## Assigned task:
Please copy each line of the records below that holds the word "super".

(Dataset entries)
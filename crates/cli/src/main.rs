//! Linear regression service CLI
//!
//! Trains models from TSV observations, applies stored models and shows
//! server usage statistics over HTTP or gRPC.

mod client;
mod commands;
mod config;
mod output;

use anyhow::Result;
use clap::{Parser, Subcommand};
use std::path::PathBuf;

use client::Protocol;
use output::OutputFormat;

/// Linear regression service CLI
#[derive(Parser)]
#[command(name = "slr")]
#[command(author, version, about = "CLI for the linear regression service", long_about = None)]
pub struct Cli {
    /// Server address (defaults to localhost on the protocol's port)
    #[arg(long, env = "SLR_SERVER")]
    pub server: Option<String>,

    /// Wire protocol
    #[arg(long, short, env = "SLR_PROTOCOL")]
    pub protocol: Option<Protocol>,

    /// Output format
    #[arg(long, short)]
    pub format: Option<OutputFormat>,

    #[command(subcommand)]
    pub command: Commands,
}

#[derive(Subcommand)]
pub enum Commands {
    /// Train a model from `x y [weight]` lines
    Train {
        /// Read observations from a file instead of stdin
        #[arg(long, short)]
        input: Option<PathBuf>,

        /// Do not store the trained model
        #[arg(long)]
        no_store: bool,
    },

    /// Apply a stored model to arguments (or to each stdin line)
    Apply {
        /// Model name returned by `train`
        #[arg(long, short)]
        model: String,

        /// Arguments to evaluate
        #[arg(allow_negative_numbers = true)]
        args: Vec<String>,
    },

    /// Show server usage statistics
    Stats,
}

#[tokio::main]
async fn main() {
    if let Err(e) = run(Cli::parse()).await {
        output::print_error(&format!("{:#}", e));
        std::process::exit(1);
    }
}

async fn run(cli: Cli) -> Result<()> {
    let config = config::Config::load()?;

    let protocol = cli.protocol.or(config.protocol).unwrap_or_default();
    let format = cli.format.or(config.format).unwrap_or_default();
    let server = cli
        .server
        .or(config.server)
        .unwrap_or_else(|| protocol.default_server().to_string());

    let client = client::connect(protocol, &server)?;

    match cli.command {
        Commands::Train { input, no_store } => {
            commands::train::train(client.as_ref(), input.as_deref(), !no_store, format).await
        }
        Commands::Apply { model, args } => {
            commands::apply::apply(client.as_ref(), &model, &args, format).await
        }
        Commands::Stats => commands::stats::stats(client.as_ref(), format).await,
    }
}
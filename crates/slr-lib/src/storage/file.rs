//! File-backed model store
//!
//! Each record is one JSON document at `<root>/slr_models/<name>.json`.
//! Inserts write a temp file, sync it, then hard-link it into place, so a
//! record either appears complete or not at all and an existing name is never
//! overwritten.

use super::{async_trait, ModelStore, StoredModelRecord, MODELS_TABLE};
use crate::error::{Result, SlrError};
use chrono::{DateTime, Utc};
use std::io::ErrorKind;
use std::path::{Path, PathBuf};
use tokio::io::AsyncWriteExt;
use tracing::{debug, info, warn};

const STAGING_EXTENSION: &str = "tmp";

#[derive(Debug, Clone)]
pub struct FileStore {
    table_dir: PathBuf,
}

impl FileStore {
    /// Open (and create if needed) a store rooted at `root`
    pub async fn open(root: impl AsRef<Path>) -> Result<Self> {
        let table_dir = root.as_ref().join(MODELS_TABLE);
        tokio::fs::create_dir_all(&table_dir)
            .await
            .map_err(|e| SlrError::storage(&format!("cannot create {:?}", table_dir), e))?;

        let removed = Self::remove_staging_files(&table_dir)
            .await
            .map_err(|e| SlrError::storage(&format!("cannot scan {:?}", table_dir), e))?;
        if removed > 0 {
            warn!(count = removed, "Removed unfinished model writes");
        }

        info!(path = %table_dir.display(), "Opened file model store");
        Ok(Self { table_dir })
    }

    /// Delete temp files left by inserts that were cancelled mid-write
    async fn remove_staging_files(table_dir: &Path) -> std::io::Result<usize> {
        let mut removed = 0;
        let mut entries = tokio::fs::read_dir(table_dir).await?;
        while let Some(entry) = entries.next_entry().await? {
            let path = entry.path();
            if path.extension().is_some_and(|ext| ext == STAGING_EXTENSION) {
                tokio::fs::remove_file(&path).await?;
                removed += 1;
            }
        }
        Ok(removed)
    }

    pub fn table_dir(&self) -> &Path {
        &self.table_dir
    }

    /// Path of a record, or `None` for names that cannot be stored keys
    fn record_path(&self, name: &str) -> Option<PathBuf> {
        let valid = !name.is_empty()
            && name
                .chars()
                .all(|c| c.is_ascii_alphanumeric() || c == '-' || c == '_');
        valid.then(|| self.table_dir.join(format!("{}.json", name)))
    }

    async fn write_temp(path: &Path, data: &[u8]) -> std::io::Result<()> {
        let mut file = tokio::fs::OpenOptions::new()
            .write(true)
            .create(true)
            .truncate(true)
            .open(path)
            .await?;
        file.write_all(data).await?;
        file.sync_all().await
    }
}

#[async_trait]
impl ModelStore for FileStore {
    async fn insert(&self, name: &str, params: [f64; 2]) -> Result<DateTime<Utc>> {
        let path = self
            .record_path(name)
            .ok_or_else(|| SlrError::Storage(format!("invalid model name: {:?}", name)))?;

        let record = StoredModelRecord {
            name: name.to_string(),
            params: params.to_vec(),
            creation_time: Utc::now(),
        };
        let data = serde_json::to_vec(&record)
            .map_err(|e| SlrError::storage("cannot serialize model record", e))?;

        let temp_path = path.with_extension(format!("json.{}", STAGING_EXTENSION));
        Self::write_temp(&temp_path, &data)
            .await
            .map_err(|e| SlrError::storage("cannot save model to store", e))?;

        let linked = tokio::fs::hard_link(&temp_path, &path).await;
        // The temp file is only a staging copy either way.
        let _ = tokio::fs::remove_file(&temp_path).await;

        match linked {
            Ok(()) => {
                debug!(name = %name, path = %path.display(), "Model record written");
                Ok(record.creation_time)
            }
            Err(e) if e.kind() == ErrorKind::AlreadyExists => Err(SlrError::Storage(format!(
                "model {} already exists",
                name
            ))),
            Err(e) => Err(SlrError::storage("cannot save model to store", e)),
        }
    }

    async fn read(&self, name: &str) -> Result<StoredModelRecord> {
        let path = self
            .record_path(name)
            .ok_or_else(|| SlrError::ModelNotFound(name.to_string()))?;

        let data = match tokio::fs::read(&path).await {
            Ok(data) => data,
            Err(e) if e.kind() == ErrorKind::NotFound => {
                return Err(SlrError::ModelNotFound(name.to_string()))
            }
            Err(e) => return Err(SlrError::storage("error loading model from store", e)),
        };

        serde_json::from_slice(&data)
            .map_err(|e| SlrError::storage("error loading parameters from stored record", e))
    }
}

#[cfg(test)]
mod tests {
    use super::*;
    use tempfile::TempDir;

    #[tokio::test]
    async fn test_insert_and_read_back() {
        let temp_dir = TempDir::new().unwrap();
        let store = FileStore::open(temp_dir.path()).await.unwrap();

        let ts = store.insert("0a1b2c", [2.0, 0.5]).await.unwrap();
        let record = store.read("0a1b2c").await.unwrap();

        assert_eq!(record.name, "0a1b2c");
        assert_eq!(record.params, vec![2.0, 0.5]);
        assert_eq!(record.creation_time, ts);
        assert!(store.table_dir().join("0a1b2c.json").exists());
        assert!(!store.table_dir().join("0a1b2c.json.tmp").exists());
    }

    #[tokio::test]
    async fn test_records_survive_reopen() {
        let temp_dir = TempDir::new().unwrap();
        {
            let store = FileStore::open(temp_dir.path()).await.unwrap();
            store.insert("persisted", [-1.0, 3.0]).await.unwrap();
        }

        let reopened = FileStore::open(temp_dir.path()).await.unwrap();
        let record = reopened.read("persisted").await.unwrap();
        assert_eq!(record.params, vec![-1.0, 3.0]);
    }

    #[tokio::test]
    async fn test_open_removes_unfinished_writes() {
        let temp_dir = TempDir::new().unwrap();
        {
            let store = FileStore::open(temp_dir.path()).await.unwrap();
            store.insert("kept", [1.0, 2.0]).await.unwrap();
            tokio::fs::write(store.table_dir().join("cut.json.tmp"), b"{\"name\"")
                .await
                .unwrap();
        }

        let reopened = FileStore::open(temp_dir.path()).await.unwrap();
        assert!(!reopened.table_dir().join("cut.json.tmp").exists());
        assert!(reopened.read("cut").await.unwrap_err().is_not_found());
        assert_eq!(reopened.read("kept").await.unwrap().params, vec![1.0, 2.0]);
    }

    #[tokio::test]
    async fn test_duplicate_name_not_overwritten() {
        let temp_dir = TempDir::new().unwrap();
        let store = FileStore::open(temp_dir.path()).await.unwrap();

        store.insert("dup", [1.0, 1.0]).await.unwrap();
        let err = store.insert("dup", [9.0, 9.0]).await.unwrap_err();

        assert!(matches!(err, SlrError::Storage(_)));
        assert_eq!(store.read("dup").await.unwrap().params, vec![1.0, 1.0]);
    }

    #[tokio::test]
    async fn test_missing_and_unsafe_names_are_not_found() {
        let temp_dir = TempDir::new().unwrap();
        let store = FileStore::open(temp_dir.path()).await.unwrap();

        assert!(store.read("absent").await.unwrap_err().is_not_found());
        assert!(store.read("../etc/passwd").await.unwrap_err().is_not_found());
        assert!(store.read("").await.unwrap_err().is_not_found());
    }

    #[tokio::test]
    async fn test_corrupt_record_is_storage_error() {
        let temp_dir = TempDir::new().unwrap();
        let store = FileStore::open(temp_dir.path()).await.unwrap();
        tokio::fs::write(store.table_dir().join("broken.json"), b"{not json")
            .await
            .unwrap();

        let err = store.read("broken").await.unwrap_err();
        assert!(matches!(err, SlrError::Storage(_)));
    }
}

## Reply:
use super::{async_trait, ModelStore, StoredModelRecord, MODELS_TABLE};
    use super::*;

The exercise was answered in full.